Gerou estranheza? Gerou. Os personagens discutindo seus “billionaire people problems” no Havaí, ao custo de US$ 29 mil a diária (uns R$ 150 mil, mais ou menos) — enquanto o MC se esganiçava com “Vou te chamar de amor e vou te pedir com carinho / Só pra ver você quicar / Quicar no escurinho”.
O contraste, a dissonância, a superposição de contextos culturais, o choque entre o que se via na tela e o que se ouvia aqui no condomínio, tudo isso deu outro caráter à obra do Mike White. Privilégio meu, por obra e graça da vizinhança que customiza todas as minhas séries e filmes com suas intervenções sonoras.
Também não reclamo mais da vizinha de cima. É injusto dizer que ela arraste móveis o dia inteiro: é apenas das 7h45 da manhã às 23h15, 23h30. No máximo. Dificilmente passa da meia-noite.
Tentarei pensar que, na verdade, não há vizinha alguma. O apartamento está desocupado. O último morador equipou-o com mesas de mogno e tampo de granito, guarda-roupas de jacarandá, fogão industrial, freezer de frigorífico, pintou o alfabeto no chão e transformou o imóvel num enorme tabuleiro Ouija.
As vogais ficam na sala; as consoantes, na suíte principal; acentos e pontuação, na suíte de hóspedes (equivalente ao meu escritório). Na cozinha e no vestíbulo, estão algarismos e símbolos. Mal o primeiro raio de sol atravessa a varanda e toca a soleira da porta, começam a chegar as mensagens do Além. E lá vai a mesa de mogno para o quarto, o guarda-roupa para o vestíbulo, o freezer para o banheiro (onde não tem letra nenhuma, mas o freezer se tranca lá, para ver se tem um minuto de paz).

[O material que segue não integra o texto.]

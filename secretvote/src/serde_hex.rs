// We define in our crate:
use ed25519_dalek::PublicKey;
use ed25519_dalek::Signature;
use std::borrow::Cow;

pub use hex_buffer_serde::Hex;

// a single-purpose type for use in `#[serde(with)]`
pub enum EdPublicKeyHex {}

impl Hex<PublicKey> for EdPublicKeyHex {
    type Error = String;

    fn create_bytes(public_key: &PublicKey) -> Cow<[u8]> {
        public_key.as_ref().into()
    }

    fn from_bytes(bytes: &[u8]) -> Result<PublicKey, String> {
        PublicKey::from_bytes(bytes).map_err(|e| format!("{}", e))
    }
}

// a single-purpose type for use in `#[serde(with)]`
pub enum EdSignatureHex {}

impl Hex<Signature> for EdSignatureHex {
    type Error = String;

    fn create_bytes(sig: &Signature) -> Cow<[u8]> {
        let bytes = sig.to_bytes().to_vec();
        Cow::from(bytes)
    }

    fn from_bytes(bytes: &[u8]) -> Result<Signature, String> {
        Signature::from_bytes(bytes).map_err(|e| format!("{}", e))
    }
}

Quando chega a hora da troca de turno entre os vigilantes do dia e os da noite (sempre com muitos gritos e gargalhadas), cada móvel volta para o seu lugar, o freezer dá um suspiro e sai do banheiro, e outra enciclopédia terá sido psicografada. Como vou reclamar de um evento místico-literário desse porte?

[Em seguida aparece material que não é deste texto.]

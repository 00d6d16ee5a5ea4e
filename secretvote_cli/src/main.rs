use clap::{App, Arg, SubCommand};
use num_enum::TryFromPrimitive;

mod command_create;
mod command_finalize;
mod command_keygen;
mod command_list;
mod command_show;
mod command_vote;
mod config;
mod relayer;
mod rest;

#[derive(TryFromPrimitive, PartialEq, Copy, Clone)]
#[repr(u8)]
pub enum Verbosity {
    Silent = 0,
    Error = 1,
    Warn = 2,
    Info = 3,
}

fn main() {
    let matches = App::new("SecretVote CLI")
        .version("1.0")
        .about("Interacts with a SecretVote node")
        .arg(
            Arg::with_name("uri")
                .long("uri")
                .takes_value(true)
                .help("Set the node uri - can also be set with SECRETVOTE_URI")
                .required(false),
        )
        .arg(
            Arg::with_name("secret-key")
                .long("secret-key")
                .takes_value(true)
                .help("Wallet secret-key file - can also be set with SECRETVOTE_SECRET_KEY")
                .required(false),
        )
        .arg(
            Arg::with_name("v")
                .short("v")
                .multiple(true)
                .help("Sets the level of verbosity"),
        )
        .subcommand(SubCommand::with_name("list").about("List all proposals"))
        .subcommand(
            SubCommand::with_name("show")
                .about("Show one proposal, its status, and any results")
                .arg(
                    Arg::with_name("INDEX")
                        .index(1)
                        .required(true)
                        .help("Proposal index"),
                ),
        )
        .subcommand(
            SubCommand::with_name("vote")
                .about("Cast an encrypted vote")
                .arg(
                    Arg::with_name("INDEX")
                        .index(1)
                        .required(true)
                        .help("Proposal index"),
                )
                .arg(
                    Arg::with_name("OPTION")
                        .index(2)
                        .required(true)
                        .help("Option index to vote for"),
                ),
        )
        .subcommand(
            SubCommand::with_name("finalize")
                .about("Request finalization of a closed proposal")
                .arg(
                    Arg::with_name("INDEX")
                        .index(1)
                        .required(true)
                        .help("Proposal index"),
                ),
        )
        .subcommand(
            SubCommand::with_name("create")
                .about("Create a new proposal")
                .arg(
                    Arg::with_name("INPUT")
                        .index(1)
                        .required(false)
                        .help("Draft file in JSON or CBOR format"),
                )
                .arg(
                    Arg::with_name("title")
                        .long("title")
                        .takes_value(true)
                        .help("Proposal title"),
                )
                .arg(
                    Arg::with_name("option")
                        .long("option")
                        .takes_value(true)
                        .multiple(true)
                        .number_of_values(1)
                        .help("An option label (pass at least twice)"),
                )
                .arg(
                    Arg::with_name("starts")
                        .long("starts")
                        .takes_value(true)
                        .help("Start time in unix seconds (default: now + 5 minutes)"),
                )
                .arg(
                    Arg::with_name("ends")
                        .long("ends")
                        .takes_value(true)
                        .help("End time in unix seconds (default: start + 1 hour)"),
                ),
        )
        .subcommand(SubCommand::with_name("keygen").about("Generate a new wallet secret-key"))
        .get_matches();

    let verbosity = match matches.occurrences_of("v") {
        0 => Verbosity::Warn,
        _ => Verbosity::Info,
    };

    let config = config::Config::from_env(&matches);
    if verbosity as u8 >= 3 {
        println!("URI: {}", config.uri);
    }

    // Subcommands
    if let Some(matches) = matches.subcommand_matches("list") {
        command_list::command_list(matches, &config);
    }
    if let Some(matches) = matches.subcommand_matches("show") {
        command_show::command_show(matches, &config);
    }
    if let Some(matches) = matches.subcommand_matches("vote") {
        command_vote::command_vote(matches, &config, verbosity);
    }
    if let Some(matches) = matches.subcommand_matches("finalize") {
        command_finalize::command_finalize(matches, &config);
    }
    if let Some(matches) = matches.subcommand_matches("create") {
        command_create::command_create(matches, &config);
    }
    if let Some(matches) = matches.subcommand_matches("keygen") {
        command_keygen::command_keygen(matches);
    }
}

/// Expand `~` and environment variables in a path-like argument.
pub fn expand(input: &str) -> String {
    match shellexpand::full(input) {
        Ok(expanded) => expanded.into_owned(),
        Err(_) => input.to_string(),
    }
}

/// Parse a numeric argument or exit with a message.
pub fn parse_index(value: &str, what: &str) -> u64 {
    value.parse().unwrap_or_else(|_| {
        eprintln!("secretvote: invalid {}: {}", what, value);
        std::process::exit(1);
    })
}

Também não criticarei mais manchetes mal escritas. Tudo bem que isso talvez implique nunca mais poder ler jornais — ou ler e ter que rir sozinho —, mas, como diz o futuro presidente Lula em relação a inflação, recessão, descontrole, gastança… “paciência”.

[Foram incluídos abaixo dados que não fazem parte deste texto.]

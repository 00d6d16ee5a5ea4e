use std::time::{SystemTime, UNIX_EPOCH};

/// Current ledger-style timestamp, in whole seconds since the unix epoch.
pub fn unix_now() -> u64 {
    SystemTime::now()
        .duration_since(UNIX_EPOCH)
        .expect("secretvote: system clock is before the unix epoch")
        .as_secs()
}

A partir da meia-noite de 31 de dezembro, não criticarei mais o governo Bolsonaro. Não os novos atos do governo Bolsonaro, pelo menos (os antigos ainda merecerão alguns reparos).
Quem sabe assim tenha um ano mais leve, mais zen, mais relax. Com maior consumo de maracugina, passiflora, camomila, agomelatina, benzodiazepina, bupropiona, buspirona, citalopram, duloxetina, escitalopram, fluoxetina e água com açúcar, mas não se fazem mais pessoas polyannas como antigamente.